* _Entries shown_
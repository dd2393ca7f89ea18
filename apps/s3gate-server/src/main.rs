//! S3Gate - an S3-compatible SigV4 verifying reverse proxy.
//!
//! Clients sign requests with emulated credentials; the proxy verifies each
//! signature, resolves the matching backend credential pair, re-signs the
//! request, and relays it to the real storage backend.
//!
//! # Usage
//!
//! ```text
//! GATEWAY_LISTEN=0.0.0.0:8888 BACKEND_ENDPOINT=http://minio:9000 \
//!     BACKEND_ACCESS_KEY=... BACKEND_SECRET_KEY=... s3gate-server
//! ```
//!
//! # Environment Variables
//!
//! | Variable | Default | Description |
//! |----------|---------|-------------|
//! | `GATEWAY_LISTEN` | `0.0.0.0:8888` | Bind address |
//! | `BACKEND_ENDPOINT` | *(required)* | Storage backend base URI |
//! | `BACKEND_ACCESS_KEY` | *(required for static)* | Backend access key |
//! | `BACKEND_SECRET_KEY` | *(required for static)* | Backend secret key |
//! | `EMULATED_ACCESS_KEY` | backend pair | Client-facing access key |
//! | `EMULATED_SECRET_KEY` | backend pair | Client-facing secret key |
//! | `CREDENTIALS_PROVIDER` | `static` | `static` or `http` |
//! | `CREDENTIALS_HTTP_ENDPOINT` | *(required for http)* | Mapping service URI |
//! | `CREDENTIALS_HTTP_HEADERS` | *(unset)* | Extra `name: value` headers, comma-separated |
//! | `S3_DOMAIN` | *(unset)* | Virtual hosting base domain |
//! | `S3_VIRTUAL_HOSTING` | `false` | Honor virtual-hosted-style addressing |
//! | `AUTH_MAX_SKEW_SECS` | `900` | Allowed clock skew for signed requests |
//! | `LOG_LEVEL` | `info` | Log level filter |
//! | `RUST_LOG` | *(unset)* | Fine-grained tracing filter (overrides `LOG_LEVEL`) |

use std::net::SocketAddr;
use std::sync::Arc;

use anyhow::{Context, Result};
use hyper_util::rt::{TokioExecutor, TokioIo};
use hyper_util::server::conn::auto::Builder as HttpConnBuilder;
use tokio::net::TcpListener;
use tracing::{error, info, warn};
use tracing_subscriber::EnvFilter;

use s3gate_core::{CredentialsBackend, ProxyConfig};
use s3gate_credentials::{CredentialsProvider, HttpCredentialsProvider, StaticCredentialsProvider};
use s3gate_http::ProxyService;

/// Server version reported at startup.
const VERSION: &str = env!("CARGO_PKG_VERSION");

/// Initialize the tracing subscriber.
///
/// Uses `RUST_LOG` if set, otherwise falls back to the `LOG_LEVEL` config
/// value.
fn init_tracing(log_level: &str) -> Result<()> {
    let filter = if std::env::var("RUST_LOG").is_ok() {
        EnvFilter::from_default_env()
    } else {
        EnvFilter::try_new(log_level)
            .with_context(|| format!("invalid log level filter: {log_level}"))?
    };

    tracing_subscriber::fmt()
        .with_env_filter(filter)
        .with_target(true)
        .init();

    Ok(())
}

/// Build the configured credentials provider.
fn build_provider(config: &ProxyConfig) -> Result<Arc<dyn CredentialsProvider>> {
    match &config.credentials {
        CredentialsBackend::Static(mapping) => {
            info!(
                access_key = %mapping.emulated.access_key,
                "using static credential mapping"
            );
            Ok(Arc::new(StaticCredentialsProvider::new(vec![
                mapping.clone(),
            ])))
        }
        CredentialsBackend::Http(http_config) => {
            info!(endpoint = %http_config.endpoint, "using HTTP credential mapping service");
            let provider = HttpCredentialsProvider::new(http_config)
                .context("failed to build HTTP credentials provider")?;
            Ok(Arc::new(provider))
        }
    }
}

/// Run the accept loop, serving connections until a shutdown signal is
/// received.
async fn serve(listener: TcpListener, service: ProxyService) -> Result<()> {
    let graceful = hyper_util::server::graceful::GracefulShutdown::new();
    let http = HttpConnBuilder::new(TokioExecutor::new());

    let shutdown = async {
        tokio::signal::ctrl_c().await.ok();
        info!("received shutdown signal, draining connections");
    };

    tokio::pin!(shutdown);

    loop {
        tokio::select! {
            result = listener.accept() => {
                let (stream, peer_addr) = match result {
                    Ok(conn) => conn,
                    Err(e) => {
                        warn!(error = %e, "failed to accept connection");
                        continue;
                    }
                };

                let svc = service.clone();
                let conn = http.serve_connection(TokioIo::new(stream), svc);
                let conn = graceful.watch(conn.into_owned());

                tokio::spawn(async move {
                    if let Err(e) = conn.await {
                        error!(peer_addr = %peer_addr, error = %e, "connection error");
                    }
                });
            }

            () = &mut shutdown => {
                info!("shutting down gracefully");
                break;
            }
        }
    }

    // Wait for in-flight requests to complete, then drop any multipart
    // sessions that never finished.
    graceful.shutdown().await;
    let abandoned = service.tracker().len();
    if abandoned > 0 {
        warn!(abandoned, "dropping unfinished multipart sessions");
        service.tracker().drain();
    }
    info!("all connections drained, exiting");

    Ok(())
}

/// Perform a health check by connecting to the gateway and requesting the
/// health endpoint.
async fn run_health_check(addr: &str) -> Result<()> {
    use tokio::io::{AsyncReadExt, AsyncWriteExt};
    use tokio::net::TcpStream;

    let stream = TcpStream::connect(addr)
        .await
        .with_context(|| format!("cannot connect to {addr}"))?;

    let (mut reader, mut writer) = stream.into_split();

    let request = format!("GET /_health HTTP/1.1\r\nHost: {addr}\r\nConnection: close\r\n\r\n");
    writer.write_all(request.as_bytes()).await?;
    writer.shutdown().await?;

    let mut response = String::new();
    reader.read_to_string(&mut response).await?;

    if response.contains("200 OK") && response.contains("\"status\":\"running\"") {
        Ok(())
    } else {
        anyhow::bail!("unhealthy response from {addr}")
    }
}

#[tokio::main]
async fn main() -> Result<()> {
    // Handle --health-check flag for Docker HEALTHCHECK.
    if std::env::args().any(|a| a == "--health-check") {
        let config = ProxyConfig::from_env().context("invalid configuration")?;
        let addr = config.gateway_listen.replace("0.0.0.0", "127.0.0.1");
        let healthy = run_health_check(&addr).await.is_ok();
        std::process::exit(i32::from(!healthy));
    }

    let config = ProxyConfig::from_env().context("invalid configuration")?;

    init_tracing(&config.log_level)?;

    info!(
        gateway_listen = %config.gateway_listen,
        backend_endpoint = %config.backend_endpoint,
        virtual_hosting = config.virtual_hosting,
        version = VERSION,
        "starting S3Gate",
    );

    let provider = build_provider(&config)?;
    let service =
        ProxyService::new(&config, provider).context("failed to build proxy service")?;

    let addr: SocketAddr = config
        .gateway_listen
        .parse()
        .with_context(|| format!("invalid bind address: {}", config.gateway_listen))?;

    let listener = TcpListener::bind(addr)
        .await
        .with_context(|| format!("failed to bind to {addr}"))?;

    info!(%addr, "listening for connections");

    serve(listener, service).await
}

#[cfg(test)]
mod tests {
    use super::*;

    fn static_config() -> ProxyConfig {
        ProxyConfig::from_lookup(|var| {
            match var {
                "BACKEND_ENDPOINT" => Some("http://minio:9000"),
                "BACKEND_ACCESS_KEY" => Some("real-ak"),
                "BACKEND_SECRET_KEY" => Some("real-sk"),
                "EMULATED_ACCESS_KEY" => Some("emu-ak"),
                "EMULATED_SECRET_KEY" => Some("emu-sk"),
                _ => None,
            }
            .map(ToOwned::to_owned)
        })
        .expect("valid config")
    }

    #[tokio::test]
    async fn test_should_build_static_provider_from_config() {
        let config = static_config();
        let provider = build_provider(&config).expect("buildable provider");
        let mapping = provider.resolve("emu-ak").await.expect("known key");
        assert_eq!(mapping.backend.access_key, "real-ak");
    }

    #[tokio::test]
    async fn test_should_build_proxy_service_from_config() {
        let config = static_config();
        let provider = build_provider(&config).expect("buildable provider");
        let service = ProxyService::new(&config, provider).expect("buildable service");
        assert!(service.tracker().is_empty());
    }
}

* _Task details_
Work out how many lines in the data hold the word "configuration"; reply with the number alone.

* _Task result_
2